Todo empezó una tarde de verano, cuando José Medina y yo visitamos en Fort Valley, una pequeña localidad situada en las montañas de Virginia, a una anciana pareja de cubanos inmigrantes. El río Shenandoah (sobre el que canta Bruce Springsteen) fluye a tan solo treinta minutos de distancia. Bill y Angie viven en una inmensa propiedad de 600 hectáreas. Tras superar el cartel de «Bienvenidos a Mount Zion», tuvimos que subir por un empinado camino de tierra hasta llegar a dos cabañas rodeadas por el bosque. José me explicó que hasta el 2010 él y Antonio López habían ido ahí varias veces durante los periodos de vacaciones con los bachilleres y universitarios de Comunión y Liberación.
En cada una de las dos grandes casas hay espacio para veinte personas. El paisaje que las rodea hace el resto; la belleza de las montañas y el silencio de los bosques ofrecen un contexto ideal para pasar juntos unos días de estudio, descanso y oración. Pero hace diez años Bill y Angie decidieron cerrar su casa de retiros. Desde entonces han cambiado muchas cosas, pero los dos edificios de madera, construidos con materiales de calidad para perdurar en el tiempo, siguen siendo sólidos. Las puertas estaban abiertas y entramos. En todas las estancias encontramos polvo, suciedad, insectos y restos de animales. Sobre todo, los garajes estaban llenos de basura y…arañas. Pero todo el descuido no conseguía tapar por completo el sonido de voces, risas y cantos, que parecían conservarse en el recuerdo de las paredes cubiertas de moho. La casa aún «vivía» de la memoria. Así fue como José y yo decidimos empezar el Fort Valley Project.
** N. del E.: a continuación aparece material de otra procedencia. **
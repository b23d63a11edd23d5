//! Tunables for every controller in the scene.
//!
//! All fields have defaults; a JSON file only needs to name the values it
//! overrides (`{"orbit": {"radius": 15.0}}`).

use std::fmt;
use std::fs;
use std::path::Path;

use serde::{Deserialize, Serialize};

#[derive(Debug)]
pub enum ConfigError {
    Io(std::io::Error),
    Parse(serde_json::Error),
    Invalid { field: &'static str, reason: String },
}

impl fmt::Display for ConfigError {
    fn fmt(&self, f: &mut fmt::Formatter<'_>) -> fmt::Result {
        match self {
            ConfigError::Io(err) => write!(f, "I/O error: {err}"),
            ConfigError::Parse(err) => write!(f, "Config parse error: {err}"),
            ConfigError::Invalid { field, reason } => {
                write!(f, "Invalid config value for {field}: {reason}")
            }
        }
    }
}

impl std::error::Error for ConfigError {}

#[derive(Debug, Clone, PartialEq, Serialize, Deserialize, Default)]
#[serde(default)]
pub struct SceneConfig {
    pub orbit: OrbitConfig,
    pub focus: FocusConfig,
    pub carousel: CarouselConfig,
    pub expanded: ExpandedConfig,
    pub terminal: TerminalConfig,
    pub free_roam: FreeRoamConfig,
    pub projection: ProjectionConfig,
}

#[derive(Debug, Clone, PartialEq, Serialize, Deserialize)]
#[serde(default)]
pub struct OrbitConfig {
    pub radius: f64,
    /// Peak vertical displacement of the bobbing wave.
    pub wave_amplitude: f64,
    /// Vertical bobs per full scroll pass.
    pub wave_cycles: f64,
    pub look_at: [f64; 3],
    /// Exponential smoothing rate (per second).
    pub rate: f64,
}

impl Default for OrbitConfig {
    fn default() -> Self {
        Self {
            radius: 12.0,
            wave_amplitude: 2.0,
            wave_cycles: 2.0,
            look_at: [0.0, 0.0, 0.0],
            rate: 2.0,
        }
    }
}

#[derive(Debug, Clone, PartialEq, Serialize, Deserialize)]
#[serde(default)]
pub struct FocusConfig {
    /// Where the expanded card is displayed.
    pub anchor: [f64; 3],
    /// Camera distance in front of the anchor along the card's forward axis.
    pub standoff: f64,
    pub transition_rate: f64,
    pub settled_rate: f64,
    pub convergence_threshold: f64,
    /// Transitions longer than this are force-snapped to their target.
    pub max_transition_s: f64,
}

impl Default for FocusConfig {
    fn default() -> Self {
        Self {
            anchor: [0.0, 1.5, 9.0],
            standoff: 6.0,
            transition_rate: 4.0,
            settled_rate: 1.5,
            convergence_threshold: 0.1,
            max_transition_s: 2.5,
        }
    }
}

#[derive(Debug, Clone, PartialEq, Serialize, Deserialize)]
#[serde(default)]
pub struct CarouselConfig {
    pub radius: f64,
    /// Full group revolutions per scroll pass.
    pub revolutions: u32,
    pub rotation_rate: f64,
    /// Group height before the reveal.
    pub hidden_y: f64,
    pub display_y: f64,
    /// Scroll offset at which the group reaches `display_y`.
    pub reveal_offset: f64,
    pub rise_rate: f64,
    pub hover_scale: f64,
    pub hover_scale_rate: f64,
    pub hover_tilt: f64,
    pub hover_tilt_rate: f64,
}

impl Default for CarouselConfig {
    fn default() -> Self {
        Self {
            radius: 9.0,
            revolutions: 2,
            rotation_rate: 5.0,
            hidden_y: -15.0,
            display_y: 0.0,
            reveal_offset: 0.25,
            rise_rate: 5.0,
            hover_scale: 1.05,
            hover_scale_rate: 10.0,
            hover_tilt: 0.05,
            hover_tilt_rate: 5.0,
        }
    }
}

#[derive(Debug, Clone, PartialEq, Serialize, Deserialize)]
#[serde(default)]
pub struct ExpandedConfig {
    pub reveal_interval_ms: f64,
    pub reveal_chars_per_tick: usize,
    /// World units scrolled per wheel delta unit.
    pub wheel_scale: f64,
    pub font_size: f64,
    pub line_height: f64,
    pub wrap_columns: usize,
    pub viewport_height: f64,
    /// Travel of the scrollbar thumb, top to bottom.
    pub scrollbar_travel: f64,
    pub scrollbar_top: f64,
}

impl Default for ExpandedConfig {
    fn default() -> Self {
        Self {
            reveal_interval_ms: 5.0,
            reveal_chars_per_tick: 5,
            wheel_scale: 0.005,
            font_size: 0.25,
            line_height: 1.2,
            wrap_columns: 52,
            viewport_height: 5.5,
            scrollbar_travel: 5.8,
            scrollbar_top: 2.9,
        }
    }
}

#[derive(Debug, Clone, PartialEq, Serialize, Deserialize)]
#[serde(default)]
pub struct TerminalConfig {
    pub boot_line_ms: f64,
    pub boot_pause_ms: f64,
    pub bio_char_ms: f64,
    pub bio_hold_ms: f64,
    pub cat_frame_ms: f64,
    pub cat_duration_ms: f64,
    pub visible_history: usize,
}

impl Default for TerminalConfig {
    fn default() -> Self {
        Self {
            boot_line_ms: 500.0,
            boot_pause_ms: 500.0,
            bio_char_ms: 50.0,
            bio_hold_ms: 3000.0,
            cat_frame_ms: 500.0,
            cat_duration_ms: 5000.0,
            visible_history: 10,
        }
    }
}

#[derive(Debug, Clone, PartialEq, Serialize, Deserialize)]
#[serde(default)]
pub struct FreeRoamConfig {
    pub speed: f64,
    pub turbo_speed: f64,
    /// Radians per pixel of pointer drag.
    pub look_sensitivity: f64,
}

impl Default for FreeRoamConfig {
    fn default() -> Self {
        Self {
            speed: 10.0,
            turbo_speed: 30.0,
            look_sensitivity: 0.005,
        }
    }
}

#[derive(Debug, Clone, PartialEq, Serialize, Deserialize)]
#[serde(default)]
pub struct ProjectionConfig {
    pub fov_y_deg: f64,
    pub near: f64,
    pub far: f64,
}

impl Default for ProjectionConfig {
    fn default() -> Self {
        Self {
            fov_y_deg: 55.0,
            near: 0.1,
            far: 100.0,
        }
    }
}

impl SceneConfig {
    pub fn from_json_str(payload: &str) -> Result<Self, ConfigError> {
        let config: SceneConfig = serde_json::from_str(payload).map_err(ConfigError::Parse)?;
        config.validate()?;
        Ok(config)
    }

    pub fn load(path: impl AsRef<Path>) -> Result<Self, ConfigError> {
        let payload = fs::read_to_string(path.as_ref()).map_err(ConfigError::Io)?;
        Self::from_json_str(&payload)
    }

    pub fn validate(&self) -> Result<(), ConfigError> {
        positive("orbit.radius", self.orbit.radius)?;
        positive("orbit.rate", self.orbit.rate)?;
        positive("focus.transition_rate", self.focus.transition_rate)?;
        positive("focus.settled_rate", self.focus.settled_rate)?;
        positive("focus.convergence_threshold", self.focus.convergence_threshold)?;
        positive("focus.max_transition_s", self.focus.max_transition_s)?;
        positive("carousel.radius", self.carousel.radius)?;
        positive("carousel.reveal_offset", self.carousel.reveal_offset)?;
        if self.carousel.revolutions == 0 {
            return Err(ConfigError::Invalid {
                field: "carousel.revolutions",
                reason: "must be at least 1".to_string(),
            });
        }
        positive("expanded.reveal_interval_ms", self.expanded.reveal_interval_ms)?;
        if self.expanded.reveal_chars_per_tick == 0 || self.expanded.wrap_columns == 0 {
            return Err(ConfigError::Invalid {
                field: "expanded",
                reason: "reveal_chars_per_tick and wrap_columns must be non-zero".to_string(),
            });
        }
        positive("projection.near", self.projection.near)?;
        if self.projection.far <= self.projection.near {
            return Err(ConfigError::Invalid {
                field: "projection.far",
                reason: format!("must exceed near ({})", self.projection.near),
            });
        }
        Ok(())
    }
}

fn positive(field: &'static str, value: f64) -> Result<(), ConfigError> {
    if value.is_finite() && value > 0.0 {
        Ok(())
    } else {
        Err(ConfigError::Invalid {
            field,
            reason: format!("expected a positive number, got {value}"),
        })
    }
}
Al volver a Washington DC, llamé a los amigos del movimiento, en especial a los estudiantes y jóvenes trabajadores. Les conté la historia de Mount Zion y descubrí que algunos de ellos ya habían estado en su época de bachillerato, junto con los curas de la Fraternidad. Les hice una propuesta: pasar juntos diez días para limpiar, ordenar y arreglar las dos cabañas. Serían nuestras «vacaciones» en tiempo de pandemia.
Una semana más tarde nos pusimos a trabajar. Fueron días sencillos. Después del desayuno y de la oración de los laudes trabajábamos hasta la hora de la comida. Un par de horas de descanso y volvíamos con las escobas y los estropajos. Al atardecer, celebrábamos la misa en el corazón del bosque, en la capilla dedicada a la Virgen María. También llevaba años cerrada. Por fuera es de piedra, pero por dentro estaba en unas condiciones pésimas. La humedad había consumido el yeso y el suelo de madera. Trabajamos cada día, ¡qué satisfacción verla cada vez más bonita al principio de cada misa! Aunque había pocos bancos, cabíamos todos; un poco apretados, pero contentos. Después de la bendición final no podíamos dejar de cantar a la Virgen como signo de gratitud por el día de trabajo. Al final del día nos reuníamos todos para cenar fuera, en la gran terraza, bajo el cielo estrellado. La última noche llovió. Parecía que dentro no había sitio para nuestra habitual gran mesa, a menos que… ¡nos fuésemos al garaje! Alguno protestaba, otros torcían el gesto. Pero al final todos estuvimos de acuerdo; después de diez días de trabajo, el garaje estaba limpio y era tan acogedor como el comedor. Y durante una noche las paredes de Mount Zion volvieron a llenarse de nuestros cantos.